:: Task requirements ::
Everything in the listing below from the line containing "(K::UpdateMod, In::UpdateMod) =>" through the line containing "(K::UpdateDelete, In::UpsertMod) =>" must be repeated exactly; the remaining lines are not wanted.

:: Data listing ::

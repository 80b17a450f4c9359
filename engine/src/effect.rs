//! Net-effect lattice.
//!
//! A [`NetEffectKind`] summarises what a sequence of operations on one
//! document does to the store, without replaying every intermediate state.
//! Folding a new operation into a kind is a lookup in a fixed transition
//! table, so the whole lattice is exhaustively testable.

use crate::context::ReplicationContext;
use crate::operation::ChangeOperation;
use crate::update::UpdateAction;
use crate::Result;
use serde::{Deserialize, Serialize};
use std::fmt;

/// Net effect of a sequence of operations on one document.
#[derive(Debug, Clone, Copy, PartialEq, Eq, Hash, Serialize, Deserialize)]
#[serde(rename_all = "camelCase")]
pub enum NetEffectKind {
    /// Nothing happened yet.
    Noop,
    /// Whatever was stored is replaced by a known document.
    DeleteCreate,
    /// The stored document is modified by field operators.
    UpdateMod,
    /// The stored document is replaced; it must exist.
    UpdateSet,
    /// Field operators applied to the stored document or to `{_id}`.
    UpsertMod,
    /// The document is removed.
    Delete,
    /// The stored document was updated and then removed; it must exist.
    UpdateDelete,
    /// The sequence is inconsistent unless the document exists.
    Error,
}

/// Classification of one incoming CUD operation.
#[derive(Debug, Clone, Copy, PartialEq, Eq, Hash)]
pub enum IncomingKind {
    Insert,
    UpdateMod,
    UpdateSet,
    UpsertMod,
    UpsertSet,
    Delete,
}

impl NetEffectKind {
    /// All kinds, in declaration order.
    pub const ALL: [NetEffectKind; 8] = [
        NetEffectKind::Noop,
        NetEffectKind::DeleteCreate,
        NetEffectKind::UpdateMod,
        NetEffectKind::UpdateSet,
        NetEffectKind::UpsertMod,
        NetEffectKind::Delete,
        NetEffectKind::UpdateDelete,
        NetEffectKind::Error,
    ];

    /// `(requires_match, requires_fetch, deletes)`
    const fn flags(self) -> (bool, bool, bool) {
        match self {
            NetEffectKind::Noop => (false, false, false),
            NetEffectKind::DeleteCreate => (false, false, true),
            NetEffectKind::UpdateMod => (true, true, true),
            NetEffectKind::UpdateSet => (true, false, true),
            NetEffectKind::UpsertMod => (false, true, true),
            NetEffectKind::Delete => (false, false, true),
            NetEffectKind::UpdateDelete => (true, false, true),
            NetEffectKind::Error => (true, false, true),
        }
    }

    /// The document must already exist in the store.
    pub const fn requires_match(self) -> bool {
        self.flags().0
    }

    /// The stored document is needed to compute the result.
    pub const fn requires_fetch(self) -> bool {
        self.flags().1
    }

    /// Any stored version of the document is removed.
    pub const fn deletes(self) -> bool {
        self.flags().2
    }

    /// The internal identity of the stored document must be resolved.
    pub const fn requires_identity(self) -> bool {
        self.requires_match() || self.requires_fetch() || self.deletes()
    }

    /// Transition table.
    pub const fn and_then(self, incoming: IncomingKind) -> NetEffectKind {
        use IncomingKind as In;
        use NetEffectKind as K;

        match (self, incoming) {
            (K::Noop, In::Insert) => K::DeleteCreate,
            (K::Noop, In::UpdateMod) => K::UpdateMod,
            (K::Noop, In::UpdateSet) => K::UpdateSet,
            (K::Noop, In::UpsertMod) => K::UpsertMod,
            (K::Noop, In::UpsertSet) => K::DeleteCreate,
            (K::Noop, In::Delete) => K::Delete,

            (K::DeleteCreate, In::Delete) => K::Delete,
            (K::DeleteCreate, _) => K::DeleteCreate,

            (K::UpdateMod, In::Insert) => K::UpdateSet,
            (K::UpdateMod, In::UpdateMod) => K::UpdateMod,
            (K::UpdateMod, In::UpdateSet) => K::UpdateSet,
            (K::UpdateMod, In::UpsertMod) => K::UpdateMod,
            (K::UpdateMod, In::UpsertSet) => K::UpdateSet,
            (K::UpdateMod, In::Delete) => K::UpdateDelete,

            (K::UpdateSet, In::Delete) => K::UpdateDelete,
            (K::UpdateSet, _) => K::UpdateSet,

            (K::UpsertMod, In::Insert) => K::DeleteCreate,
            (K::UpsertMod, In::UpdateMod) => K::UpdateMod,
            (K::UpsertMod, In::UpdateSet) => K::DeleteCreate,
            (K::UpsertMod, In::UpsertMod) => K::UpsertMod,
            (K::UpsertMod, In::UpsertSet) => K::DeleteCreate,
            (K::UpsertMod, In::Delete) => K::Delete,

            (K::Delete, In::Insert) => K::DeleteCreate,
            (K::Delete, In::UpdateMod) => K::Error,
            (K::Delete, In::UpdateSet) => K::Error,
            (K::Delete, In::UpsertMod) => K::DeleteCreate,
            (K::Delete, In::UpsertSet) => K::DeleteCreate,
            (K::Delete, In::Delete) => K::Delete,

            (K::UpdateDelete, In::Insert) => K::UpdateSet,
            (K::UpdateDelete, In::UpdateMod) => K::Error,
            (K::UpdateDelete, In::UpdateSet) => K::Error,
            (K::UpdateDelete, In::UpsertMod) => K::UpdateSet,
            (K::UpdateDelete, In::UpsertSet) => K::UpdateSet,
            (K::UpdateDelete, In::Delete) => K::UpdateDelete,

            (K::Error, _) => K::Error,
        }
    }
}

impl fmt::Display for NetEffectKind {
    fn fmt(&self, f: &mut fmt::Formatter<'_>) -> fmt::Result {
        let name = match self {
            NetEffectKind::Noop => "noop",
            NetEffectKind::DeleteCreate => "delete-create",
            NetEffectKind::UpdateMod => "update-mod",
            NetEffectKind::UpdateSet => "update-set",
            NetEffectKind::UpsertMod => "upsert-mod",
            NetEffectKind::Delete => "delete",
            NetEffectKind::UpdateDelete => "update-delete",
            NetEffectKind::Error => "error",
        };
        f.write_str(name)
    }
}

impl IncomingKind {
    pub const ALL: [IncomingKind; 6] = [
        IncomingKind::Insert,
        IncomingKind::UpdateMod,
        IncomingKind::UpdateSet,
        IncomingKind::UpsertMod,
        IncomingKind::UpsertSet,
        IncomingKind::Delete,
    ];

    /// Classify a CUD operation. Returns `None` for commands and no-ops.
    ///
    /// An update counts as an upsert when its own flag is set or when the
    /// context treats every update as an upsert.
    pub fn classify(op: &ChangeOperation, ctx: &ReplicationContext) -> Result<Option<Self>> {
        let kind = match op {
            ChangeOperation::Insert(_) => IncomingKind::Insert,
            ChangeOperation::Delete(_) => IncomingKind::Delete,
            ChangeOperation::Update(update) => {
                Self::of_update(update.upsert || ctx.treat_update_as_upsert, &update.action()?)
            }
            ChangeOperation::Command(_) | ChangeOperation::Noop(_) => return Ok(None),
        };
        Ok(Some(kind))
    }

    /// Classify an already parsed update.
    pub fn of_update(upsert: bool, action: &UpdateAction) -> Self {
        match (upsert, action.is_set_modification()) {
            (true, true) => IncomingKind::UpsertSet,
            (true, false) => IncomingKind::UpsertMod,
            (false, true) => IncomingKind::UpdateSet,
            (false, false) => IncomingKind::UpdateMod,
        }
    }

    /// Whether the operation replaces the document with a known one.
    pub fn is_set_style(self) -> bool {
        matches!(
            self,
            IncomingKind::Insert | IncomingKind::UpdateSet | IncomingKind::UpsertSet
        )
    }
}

==

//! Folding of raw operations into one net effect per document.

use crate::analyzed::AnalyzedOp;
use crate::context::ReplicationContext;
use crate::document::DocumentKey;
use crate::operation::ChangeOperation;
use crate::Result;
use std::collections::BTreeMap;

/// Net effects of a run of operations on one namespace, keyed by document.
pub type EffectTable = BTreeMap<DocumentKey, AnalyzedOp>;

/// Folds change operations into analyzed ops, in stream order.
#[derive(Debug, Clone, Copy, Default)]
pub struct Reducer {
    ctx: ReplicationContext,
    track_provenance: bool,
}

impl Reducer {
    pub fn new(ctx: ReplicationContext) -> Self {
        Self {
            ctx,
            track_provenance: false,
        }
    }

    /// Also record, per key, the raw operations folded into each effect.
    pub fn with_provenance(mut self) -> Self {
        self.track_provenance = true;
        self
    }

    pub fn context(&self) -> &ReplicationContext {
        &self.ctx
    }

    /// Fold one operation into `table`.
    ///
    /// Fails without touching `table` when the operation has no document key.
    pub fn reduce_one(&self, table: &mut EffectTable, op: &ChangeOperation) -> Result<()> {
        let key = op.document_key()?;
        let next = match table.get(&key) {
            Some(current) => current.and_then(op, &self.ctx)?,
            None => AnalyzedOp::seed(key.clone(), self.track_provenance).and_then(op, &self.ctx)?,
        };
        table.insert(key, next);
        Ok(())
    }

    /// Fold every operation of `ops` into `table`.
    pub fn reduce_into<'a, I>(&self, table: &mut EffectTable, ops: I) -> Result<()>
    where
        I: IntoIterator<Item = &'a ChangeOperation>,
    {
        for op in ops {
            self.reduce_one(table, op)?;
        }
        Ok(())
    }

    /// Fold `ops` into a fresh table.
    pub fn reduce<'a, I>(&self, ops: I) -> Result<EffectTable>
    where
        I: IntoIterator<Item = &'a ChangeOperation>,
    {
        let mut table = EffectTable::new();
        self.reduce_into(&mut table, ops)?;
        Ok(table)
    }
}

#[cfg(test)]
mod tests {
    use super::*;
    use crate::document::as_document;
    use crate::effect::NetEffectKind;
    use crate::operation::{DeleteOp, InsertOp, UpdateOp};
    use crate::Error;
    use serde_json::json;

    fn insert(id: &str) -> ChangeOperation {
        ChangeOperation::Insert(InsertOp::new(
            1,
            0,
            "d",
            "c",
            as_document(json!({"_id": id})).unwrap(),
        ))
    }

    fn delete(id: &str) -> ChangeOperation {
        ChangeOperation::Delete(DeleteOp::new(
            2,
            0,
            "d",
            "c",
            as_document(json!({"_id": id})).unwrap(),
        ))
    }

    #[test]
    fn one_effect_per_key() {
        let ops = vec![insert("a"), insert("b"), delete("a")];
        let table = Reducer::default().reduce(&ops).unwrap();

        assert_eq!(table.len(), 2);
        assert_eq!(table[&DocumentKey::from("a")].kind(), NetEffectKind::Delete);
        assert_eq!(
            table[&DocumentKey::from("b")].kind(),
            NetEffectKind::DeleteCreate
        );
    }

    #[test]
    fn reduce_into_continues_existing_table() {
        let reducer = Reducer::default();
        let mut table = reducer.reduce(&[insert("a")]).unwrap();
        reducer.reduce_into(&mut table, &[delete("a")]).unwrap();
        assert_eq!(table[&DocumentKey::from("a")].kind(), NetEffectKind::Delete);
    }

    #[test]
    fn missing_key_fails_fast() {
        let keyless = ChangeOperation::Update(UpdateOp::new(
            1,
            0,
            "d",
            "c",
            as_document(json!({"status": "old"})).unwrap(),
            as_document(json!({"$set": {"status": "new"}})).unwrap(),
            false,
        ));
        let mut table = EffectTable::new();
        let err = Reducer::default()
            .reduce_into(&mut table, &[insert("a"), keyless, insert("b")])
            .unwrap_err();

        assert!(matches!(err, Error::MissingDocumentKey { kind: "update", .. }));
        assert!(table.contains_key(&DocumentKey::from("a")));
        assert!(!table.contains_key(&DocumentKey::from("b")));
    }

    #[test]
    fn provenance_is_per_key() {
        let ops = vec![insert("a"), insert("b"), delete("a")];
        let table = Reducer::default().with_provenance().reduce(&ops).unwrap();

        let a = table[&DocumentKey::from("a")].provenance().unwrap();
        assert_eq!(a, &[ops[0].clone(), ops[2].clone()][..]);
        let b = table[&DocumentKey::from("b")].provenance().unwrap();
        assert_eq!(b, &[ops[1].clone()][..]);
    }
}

* * *

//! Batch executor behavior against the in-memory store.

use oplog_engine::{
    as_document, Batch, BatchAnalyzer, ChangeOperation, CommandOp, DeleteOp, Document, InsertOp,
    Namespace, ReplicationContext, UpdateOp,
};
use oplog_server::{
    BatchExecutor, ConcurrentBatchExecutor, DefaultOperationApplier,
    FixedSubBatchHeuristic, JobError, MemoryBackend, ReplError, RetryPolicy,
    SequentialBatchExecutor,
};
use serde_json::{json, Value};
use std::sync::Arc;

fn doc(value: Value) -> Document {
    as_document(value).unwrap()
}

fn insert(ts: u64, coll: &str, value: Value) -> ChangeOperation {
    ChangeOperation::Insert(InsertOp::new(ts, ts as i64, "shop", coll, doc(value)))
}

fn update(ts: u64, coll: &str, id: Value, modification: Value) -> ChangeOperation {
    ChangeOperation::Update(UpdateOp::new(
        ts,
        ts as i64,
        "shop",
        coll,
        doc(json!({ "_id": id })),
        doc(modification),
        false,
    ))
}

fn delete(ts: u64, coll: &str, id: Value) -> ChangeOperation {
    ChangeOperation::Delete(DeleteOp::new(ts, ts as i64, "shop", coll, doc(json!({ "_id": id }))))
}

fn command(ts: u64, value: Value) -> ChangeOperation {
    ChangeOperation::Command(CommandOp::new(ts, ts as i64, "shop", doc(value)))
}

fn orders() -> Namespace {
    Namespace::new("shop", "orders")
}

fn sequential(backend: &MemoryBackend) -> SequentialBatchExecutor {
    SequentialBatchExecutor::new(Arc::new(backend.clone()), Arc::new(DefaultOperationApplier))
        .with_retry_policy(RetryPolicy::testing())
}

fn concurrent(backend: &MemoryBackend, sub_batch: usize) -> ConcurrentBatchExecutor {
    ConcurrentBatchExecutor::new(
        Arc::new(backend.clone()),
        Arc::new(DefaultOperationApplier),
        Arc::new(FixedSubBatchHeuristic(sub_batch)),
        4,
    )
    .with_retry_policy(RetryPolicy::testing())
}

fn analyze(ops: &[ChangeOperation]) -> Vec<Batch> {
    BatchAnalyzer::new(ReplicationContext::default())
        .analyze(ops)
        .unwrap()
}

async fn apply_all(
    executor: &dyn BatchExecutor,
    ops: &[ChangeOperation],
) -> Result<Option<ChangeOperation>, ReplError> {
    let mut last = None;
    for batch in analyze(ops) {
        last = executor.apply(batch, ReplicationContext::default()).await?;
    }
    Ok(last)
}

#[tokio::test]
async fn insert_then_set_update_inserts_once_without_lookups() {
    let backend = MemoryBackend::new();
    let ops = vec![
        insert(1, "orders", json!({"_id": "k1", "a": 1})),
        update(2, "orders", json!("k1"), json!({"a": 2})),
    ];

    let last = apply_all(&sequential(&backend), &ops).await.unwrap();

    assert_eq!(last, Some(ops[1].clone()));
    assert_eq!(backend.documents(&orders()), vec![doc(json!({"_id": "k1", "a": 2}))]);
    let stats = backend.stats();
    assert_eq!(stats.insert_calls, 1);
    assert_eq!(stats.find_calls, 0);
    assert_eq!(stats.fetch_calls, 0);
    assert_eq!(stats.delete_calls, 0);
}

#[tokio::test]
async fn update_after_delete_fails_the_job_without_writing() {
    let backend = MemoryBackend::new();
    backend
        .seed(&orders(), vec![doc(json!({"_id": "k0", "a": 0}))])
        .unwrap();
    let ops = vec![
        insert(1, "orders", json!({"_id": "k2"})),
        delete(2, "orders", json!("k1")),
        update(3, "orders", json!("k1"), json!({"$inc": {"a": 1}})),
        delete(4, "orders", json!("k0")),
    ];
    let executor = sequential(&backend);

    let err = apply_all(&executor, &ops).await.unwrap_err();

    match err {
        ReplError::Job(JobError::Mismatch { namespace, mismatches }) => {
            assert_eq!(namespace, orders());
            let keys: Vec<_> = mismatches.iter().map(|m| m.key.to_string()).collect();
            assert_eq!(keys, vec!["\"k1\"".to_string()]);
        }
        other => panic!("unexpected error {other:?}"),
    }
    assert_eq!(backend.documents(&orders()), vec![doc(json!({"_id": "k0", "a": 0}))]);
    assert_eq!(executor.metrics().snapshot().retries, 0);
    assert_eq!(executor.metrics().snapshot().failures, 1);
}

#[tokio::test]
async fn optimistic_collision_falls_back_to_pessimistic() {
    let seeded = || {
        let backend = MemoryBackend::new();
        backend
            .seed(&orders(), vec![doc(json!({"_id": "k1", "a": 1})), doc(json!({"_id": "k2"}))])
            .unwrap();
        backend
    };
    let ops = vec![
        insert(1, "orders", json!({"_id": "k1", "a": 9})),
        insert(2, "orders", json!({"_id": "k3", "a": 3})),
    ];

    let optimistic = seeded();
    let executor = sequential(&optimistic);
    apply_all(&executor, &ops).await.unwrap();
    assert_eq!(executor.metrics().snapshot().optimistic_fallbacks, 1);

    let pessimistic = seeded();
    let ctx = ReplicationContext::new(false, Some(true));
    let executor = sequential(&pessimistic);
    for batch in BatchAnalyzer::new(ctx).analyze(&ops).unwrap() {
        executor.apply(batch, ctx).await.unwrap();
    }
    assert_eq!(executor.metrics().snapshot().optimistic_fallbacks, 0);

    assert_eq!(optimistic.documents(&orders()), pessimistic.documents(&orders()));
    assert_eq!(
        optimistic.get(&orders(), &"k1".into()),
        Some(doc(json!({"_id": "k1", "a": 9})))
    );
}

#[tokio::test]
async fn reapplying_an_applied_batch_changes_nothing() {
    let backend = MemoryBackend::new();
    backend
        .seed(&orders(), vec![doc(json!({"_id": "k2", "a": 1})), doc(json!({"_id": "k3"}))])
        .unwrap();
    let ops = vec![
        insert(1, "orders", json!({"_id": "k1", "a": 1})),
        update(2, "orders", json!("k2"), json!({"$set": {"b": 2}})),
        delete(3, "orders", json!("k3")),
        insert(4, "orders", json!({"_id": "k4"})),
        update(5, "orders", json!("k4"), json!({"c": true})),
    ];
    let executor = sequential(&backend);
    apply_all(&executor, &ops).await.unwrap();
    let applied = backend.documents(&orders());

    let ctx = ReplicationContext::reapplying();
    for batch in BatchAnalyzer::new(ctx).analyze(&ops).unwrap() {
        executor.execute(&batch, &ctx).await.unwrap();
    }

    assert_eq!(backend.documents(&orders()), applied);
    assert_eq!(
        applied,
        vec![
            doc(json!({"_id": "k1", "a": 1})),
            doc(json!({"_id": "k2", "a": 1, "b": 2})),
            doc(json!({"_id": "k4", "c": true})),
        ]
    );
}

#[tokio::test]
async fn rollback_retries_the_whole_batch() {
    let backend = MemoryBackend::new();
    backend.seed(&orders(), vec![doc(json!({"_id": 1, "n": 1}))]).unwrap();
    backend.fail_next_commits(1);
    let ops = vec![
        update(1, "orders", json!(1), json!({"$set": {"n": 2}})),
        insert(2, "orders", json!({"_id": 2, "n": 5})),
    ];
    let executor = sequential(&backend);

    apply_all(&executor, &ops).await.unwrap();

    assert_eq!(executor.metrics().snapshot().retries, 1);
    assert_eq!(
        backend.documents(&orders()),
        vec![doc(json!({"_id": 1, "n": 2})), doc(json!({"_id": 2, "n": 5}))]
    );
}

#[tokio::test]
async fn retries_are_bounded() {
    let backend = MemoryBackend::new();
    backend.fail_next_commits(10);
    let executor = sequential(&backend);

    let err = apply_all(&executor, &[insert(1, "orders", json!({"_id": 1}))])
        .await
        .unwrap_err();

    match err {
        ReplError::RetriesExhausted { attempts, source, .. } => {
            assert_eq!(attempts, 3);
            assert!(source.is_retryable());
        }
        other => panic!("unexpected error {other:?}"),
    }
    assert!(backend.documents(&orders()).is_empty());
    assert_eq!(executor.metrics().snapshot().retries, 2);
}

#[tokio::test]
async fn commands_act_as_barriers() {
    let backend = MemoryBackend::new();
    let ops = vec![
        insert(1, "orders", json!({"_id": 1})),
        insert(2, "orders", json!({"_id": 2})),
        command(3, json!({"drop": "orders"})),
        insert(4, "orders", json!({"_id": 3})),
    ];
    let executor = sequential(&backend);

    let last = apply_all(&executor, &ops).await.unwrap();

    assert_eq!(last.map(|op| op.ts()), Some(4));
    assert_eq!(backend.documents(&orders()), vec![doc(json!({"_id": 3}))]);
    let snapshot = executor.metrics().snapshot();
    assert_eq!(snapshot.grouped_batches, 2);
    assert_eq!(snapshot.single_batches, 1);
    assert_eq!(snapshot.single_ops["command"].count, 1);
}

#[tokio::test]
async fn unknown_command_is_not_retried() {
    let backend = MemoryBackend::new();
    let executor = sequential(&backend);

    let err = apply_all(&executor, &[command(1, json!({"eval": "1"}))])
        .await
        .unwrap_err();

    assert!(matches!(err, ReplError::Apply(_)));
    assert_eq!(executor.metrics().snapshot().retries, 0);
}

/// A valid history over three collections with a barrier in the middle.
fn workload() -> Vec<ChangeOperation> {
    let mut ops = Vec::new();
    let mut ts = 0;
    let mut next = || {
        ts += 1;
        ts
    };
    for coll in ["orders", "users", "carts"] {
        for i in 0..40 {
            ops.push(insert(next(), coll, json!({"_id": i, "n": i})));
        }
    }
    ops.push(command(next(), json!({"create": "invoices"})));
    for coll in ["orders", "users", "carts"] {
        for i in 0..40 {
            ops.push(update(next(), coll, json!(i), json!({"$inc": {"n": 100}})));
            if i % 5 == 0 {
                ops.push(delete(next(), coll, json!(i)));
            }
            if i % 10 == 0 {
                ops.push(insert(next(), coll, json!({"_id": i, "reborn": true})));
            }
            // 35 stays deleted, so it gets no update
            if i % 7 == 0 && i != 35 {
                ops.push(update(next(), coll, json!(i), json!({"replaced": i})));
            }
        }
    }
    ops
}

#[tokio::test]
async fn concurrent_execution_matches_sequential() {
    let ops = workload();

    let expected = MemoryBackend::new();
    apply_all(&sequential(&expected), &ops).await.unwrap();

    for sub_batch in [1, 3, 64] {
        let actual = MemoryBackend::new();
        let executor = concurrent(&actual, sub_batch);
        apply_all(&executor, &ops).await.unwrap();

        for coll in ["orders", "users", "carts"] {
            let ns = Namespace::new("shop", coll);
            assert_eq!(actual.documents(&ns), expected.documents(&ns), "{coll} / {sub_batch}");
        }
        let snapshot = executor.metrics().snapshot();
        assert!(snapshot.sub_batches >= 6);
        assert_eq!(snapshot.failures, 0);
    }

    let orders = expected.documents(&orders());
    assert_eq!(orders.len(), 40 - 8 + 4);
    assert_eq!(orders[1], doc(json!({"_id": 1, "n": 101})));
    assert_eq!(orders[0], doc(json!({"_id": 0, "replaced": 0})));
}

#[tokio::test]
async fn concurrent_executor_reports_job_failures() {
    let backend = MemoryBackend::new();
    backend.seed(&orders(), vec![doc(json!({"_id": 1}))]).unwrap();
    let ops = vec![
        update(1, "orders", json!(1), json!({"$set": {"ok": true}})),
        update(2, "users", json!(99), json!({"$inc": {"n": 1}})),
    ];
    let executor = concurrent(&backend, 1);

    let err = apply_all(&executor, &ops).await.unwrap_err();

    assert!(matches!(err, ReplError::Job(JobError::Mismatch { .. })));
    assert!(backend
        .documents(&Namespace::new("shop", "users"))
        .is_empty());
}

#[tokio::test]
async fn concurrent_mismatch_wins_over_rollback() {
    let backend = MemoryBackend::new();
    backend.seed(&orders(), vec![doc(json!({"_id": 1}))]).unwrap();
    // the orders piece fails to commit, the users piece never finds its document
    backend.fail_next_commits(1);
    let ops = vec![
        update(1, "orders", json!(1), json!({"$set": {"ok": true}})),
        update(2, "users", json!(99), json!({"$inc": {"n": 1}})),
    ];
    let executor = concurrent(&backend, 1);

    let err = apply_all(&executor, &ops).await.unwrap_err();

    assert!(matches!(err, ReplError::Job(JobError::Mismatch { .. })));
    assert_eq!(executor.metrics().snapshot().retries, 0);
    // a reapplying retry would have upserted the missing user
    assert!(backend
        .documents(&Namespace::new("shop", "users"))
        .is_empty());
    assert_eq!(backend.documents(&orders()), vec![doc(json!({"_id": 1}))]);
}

:: Result of this task ::
            (K::UpdateMod, In::UpdateMod) => K::UpdateMod,
            (K::UpdateMod, In::UpdateSet) => K::UpdateSet,
            (K::UpdateMod, In::UpsertMod) => K::UpdateMod,
            (K::UpdateMod, In::UpsertSet) => K::UpdateSet,
            (K::UpdateMod, In::Delete) => K::UpdateDelete,

            (K::UpdateSet, In::Delete) => K::UpdateDelete,
            (K::UpdateSet, _) => K::UpdateSet,

            (K::UpsertMod, In::Insert) => K::DeleteCreate,
            (K::UpsertMod, In::UpdateMod) => K::UpdateMod,
            (K::UpsertMod, In::UpdateSet) => K::DeleteCreate,
            (K::UpsertMod, In::UpsertMod) => K::UpsertMod,
            (K::UpsertMod, In::UpsertSet) => K::DeleteCreate,
            (K::UpsertMod, In::Delete) => K::Delete,

            (K::Delete, In::Insert) => K::DeleteCreate,
            (K::Delete, In::UpdateMod) => K::Error,
            (K::Delete, In::UpdateSet) => K::Error,
            (K::Delete, In::UpsertMod) => K::DeleteCreate,
            (K::Delete, In::UpsertSet) => K::DeleteCreate,
            (K::Delete, In::Delete) => K::Delete,

            (K::UpdateDelete, In::Insert) => K::UpdateSet,
            (K::UpdateDelete, In::UpdateMod) => K::Error,
            (K::UpdateDelete, In::UpdateSet) => K::Error,
            (K::UpdateDelete, In::UpsertMod) => K::UpdateSet,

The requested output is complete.